Invernadero

Invernadero Al llegar de la oficina me llamaste. “¿Quieres salir a cenar?”,me preguntaste. Ofuscado, mi respuesta tambaleó, mas imposible fue alegar que no. “Vamos al invernadero”, propusiste. Y sin más decir me convenciste. Pasé por tu casa y en la puerta estabas. Ataviada en elegante seda, me esperabas. Tu camisa era roja como el infierno, […]

  • Invernadero


Al llegar de la oficina me llamaste.

“¿Quieres salir a cenar?”,me preguntaste.

Ofuscado, mi respuesta tambaleó,

mas imposible fue alegar que no.

“Vamos al invernadero”, propusiste.

Y sin más decir me convenciste.

Pasé por tu casa y en la puerta estabas.

Ataviada en elegante seda, me esperabas.

Tu camisa era roja como el infierno,

dejaba gris a mi marrón atuendo.

Era café, con corbata verde.

Explicativo de mi condición rebelde.

Llegamos al sitio, aquel con brillo mas no fulgor,

donde pedimos algo “thermidor”.

Sin luces, las estrellas eran lámpara,

era imposible conseguir la tártara.

Mi traje era demasiado banquero,

más no era yo quién apestaba a dinero.

Con tus tacones a la moda,

a aquél imbécil le dijiste: “hola”.

El aire del invernadero apestaba a vapor.

Mi billetera sólo sentía dolor.

Las cornetas reproducían a Beethoven,

y tú visitando a todos los que me molestan.

Me amargué contigo y tu vida feudal

que sólo iba a acabar con mi capital.

Incoherencias conversabas al comer,

mientras te levantabas por sólo estorbar.

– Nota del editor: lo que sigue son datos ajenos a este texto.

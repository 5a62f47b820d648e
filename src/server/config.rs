use super::RequestsLoggingLevel;

#[derive(Clone)]
pub struct ServerConfig {
    pub requests_logging_level: RequestsLoggingLevel,
    pub port: u16,
    /// Directory served under /static, for a frontend rendering the JSON views.
    pub frontend_dir_path: Option<String>,
}

impl Default for ServerConfig {
    fn default() -> Self {
        ServerConfig {
            requests_logging_level: RequestsLoggingLevel::Path,
            port: 3001,
            frontend_dir_path: None,
        }
    }
}
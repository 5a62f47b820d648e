pub mod config;
mod error;
pub mod form_token;
mod http_layers;
pub mod server;
pub mod state;
pub mod views;

pub use config::ServerConfig;
pub use form_token::FormTokens;
pub use http_layers::*;
pub use server::{make_app, run_server};
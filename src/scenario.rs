//! Community presets that seed a store the way the setup process would.

use std::f64::consts::PI;

use rand::{Rng, SeedableRng, rngs::StdRng};

use crate::config::ConfigError;
use crate::home::HOME_QUEUE_KEY;
use crate::player::{CURRENT_VALUES_KEY, GHI_KEY, OAT_KEY, PRICE_KEY};
use crate::store::{MemoryStore, StoreError};

/// Equipment mixes assigned to seeded homes, in rotation.
const HOME_TYPES: &[&str] = &[r#"["hvac","wh"]"#, "pv_only", "battery_only", "pv_battery"];

/// Weather, market and schedule for a seeded community.
#[derive(Debug, Clone)]
pub struct ScenarioPreset {
    pub name: &'static str,
    /// Simulated hours.
    pub nsteps: usize,
    pub steps_per_hour: usize,
    /// Solver look-ahead (hours).
    pub prediction_horizon: usize,
    /// Daily mean outside temperature (°C).
    pub oat_mean: f64,
    /// Half the daily outside temperature swing (°C).
    pub oat_swing: f64,
    /// Clear-sky peak irradiance (W/m²).
    pub ghi_peak: f64,
    /// Off-peak and on-peak prices ($/kWh); on-peak runs 16:00 to 21:00.
    pub price_off_peak: f64,
    pub price_on_peak: f64,
    pub seed: u64,
}

impl ScenarioPreset {
    /// One mild day at hourly resolution.
    pub fn baseline() -> Self {
        Self {
            name: "baseline",
            nsteps: 24,
            steps_per_hour: 1,
            prediction_horizon: 6,
            oat_mean: 22.0,
            oat_swing: 5.0,
            ghi_peak: 800.0,
            price_off_peak: 0.08,
            price_on_peak: 0.24,
            seed: 42,
        }
    }

    /// A hot day with a steep evening price peak.
    pub fn summer() -> Self {
        Self {
            name: "summer",
            oat_mean: 31.0,
            oat_swing: 7.0,
            ghi_peak: 1000.0,
            price_on_peak: 0.45,
            ..Self::baseline()
        }
    }

    /// A short half-hourly run for smoke tests.
    pub fn short() -> Self {
        Self {
            name: "short",
            nsteps: 2,
            steps_per_hour: 2,
            prediction_horizon: 2,
            ..Self::baseline()
        }
    }

    /// Available preset names.
    pub const PRESETS: &[&str] = &["baseline", "summer", "short"];

    /// Loads a named preset.
    ///
    /// # Errors
    ///
    /// Returns a `ConfigError` if the preset name is unknown.
    pub fn from_name(name: &str) -> Result<Self, ConfigError> {
        match name {
            "baseline" => Ok(Self::baseline()),
            "summer" => Ok(Self::summer()),
            "short" => Ok(Self::short()),
            _ => Err(ConfigError {
                field: "local.preset".to_string(),
                message: format!(
                    "unknown preset \"{name}\", available: {}",
                    Self::PRESETS.join(", ")
                ),
            }),
        }
    }

    /// Total player steps.
    pub fn total_steps(&self) -> usize {
        self.nsteps * self.steps_per_hour
    }

    fn hour(&self, t: usize) -> f64 {
        (t as f64 / self.steps_per_hour as f64) % 24.0
    }

    /// Outside temperature, coolest at 05:00 and warmest at 17:00.
    fn oat(&self, t: usize) -> f64 {
        self.oat_mean - self.oat_swing * (2.0 * PI * (self.hour(t) - 5.0) / 24.0).cos()
    }

    fn ghi(&self, t: usize) -> f64 {
        let h = self.hour(t);
        if (6.0..18.0).contains(&h) {
            self.ghi_peak * (PI * (h - 6.0) / 12.0).sin()
        } else {
            0.0
        }
    }

    fn price(&self, t: usize) -> f64 {
        if (16.0..21.0).contains(&self.hour(t)) {
            self.price_on_peak
        } else {
            self.price_off_peak
        }
    }
}

/// Name of the `i`th seeded home.
pub fn home_name(i: usize) -> String {
    format!("home-{i:02}")
}

/// Seeds `store` with simulation metadata, weather and price series long
/// enough for the last step's horizon, and a queue of `homes` claimable
/// home records.
///
/// Returns the seeded home names in queue order.
pub fn seed(
    store: &MemoryStore,
    preset: &ScenarioPreset,
    homes: usize,
) -> Result<Vec<String>, StoreError> {
    let mut rng = StdRng::seed_from_u64(preset.seed);

    store.set_hash("simulation", [("nsteps", preset.nsteps.to_string())])?;
    store.set_hash(CURRENT_VALUES_KEY, [("timestep", "0".to_string())])?;

    let len = preset.total_steps() + preset.prediction_horizon * preset.steps_per_hour;
    store.push_list(OAT_KEY, (0..len).map(|t| format!("{:.2}", preset.oat(t))))?;
    store.push_list(
        GHI_KEY,
        (0..len).map(|t| {
            let cloud = rng.random_range(0.7..=1.0);
            format!("{:.1}", preset.ghi(t) * cloud)
        }),
    )?;
    store.push_list(PRICE_KEY, (0..len).map(|t| format!("{:.3}", preset.price(t))))?;

    let names: Vec<String> = (0..homes).map(home_name).collect();
    for (i, name) in names.iter().enumerate() {
        let home_type = HOME_TYPES[i % HOME_TYPES.len()];
        let key = |base: &str| format!("{base}:{name}");

        store.set_hash(
            &key("home_values"),
            [("name", name.clone()), ("type", home_type.to_string())],
        )?;
        store.set_hash(
            &key("hvac_values"),
            [
                ("r", format!("{:.2}", rng.random_range(4.0..=8.0))),
                ("p_c", "3.5".to_string()),
                ("p_h", "3.5".to_string()),
                ("temp_in_init", format!("{:.1}", rng.random_range(19.0..=23.0))),
                ("setback", "3".to_string()),
            ],
        )?;
        store.set_hash(
            &key("wh_values"),
            [
                ("p", "4.5".to_string()),
                ("tank_size", format!("{}", [150, 200, 250][i % 3])),
                ("temp_wh_init", format!("{:.1}", rng.random_range(45.0..=50.0))),
            ],
        )?;
        store.set_hash(
            &key("hems_values"),
            [
                ("sub_subhourly_steps", preset.steps_per_hour.to_string()),
                ("prediction_horizon", preset.prediction_horizon.to_string()),
            ],
        )?;
        if home_type.contains("battery") {
            store.set_hash(
                &key("battery_values"),
                [
                    ("max_cap", "13.5".to_string()),
                    ("max_rate", "5".to_string()),
                    ("ch_eff", "0.95".to_string()),
                    ("e_batt_init", "0.5".to_string()),
                ],
            )?;
        }
        if home_type.contains("pv") {
            store.set_hash(
                &key("pv_values"),
                [
                    ("area", format!("{:.0}", rng.random_range(20.0..=40.0))),
                    ("eff", "0.2".to_string()),
                ],
            )?;
        }

        let draws_per_day = 24 * preset.steps_per_hour;
        store.push_list(
            &key("draw_sizes"),
            (0..draws_per_day).map(|t| {
                let h = preset.hour(t);
                let peak = (6.0..9.0).contains(&h) || (18.0..22.0).contains(&h);
                let litres = if peak && rng.random_bool(0.6) {
                    rng.random_range(10.0..=40.0)
                } else {
                    0.0
                };
                format!("{litres:.1}")
            }),
        )?;
        store.push_list(&key("weekday_occ_schedule"), ["[17, 8]"])?;
    }

    store.push_list(HOME_QUEUE_KEY, names.iter().cloned())?;
    tracing::info!(
        "seeded preset {} with {homes} homes over {} steps",
        preset.name,
        preset.total_steps()
    );
    Ok(names)
}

Cuando hablabas de tus viajes y de Prada,

otro imbécil nos interrumpía y decía nada.

De tus amigos me cansé y te lo hice saber.

Molesta dijiste que ese era el mundo del placer.

Con pocas premisas te mandé a llamar,

pues cansado estaba ya de explicar,

que no es esta la vida que quiero llevar.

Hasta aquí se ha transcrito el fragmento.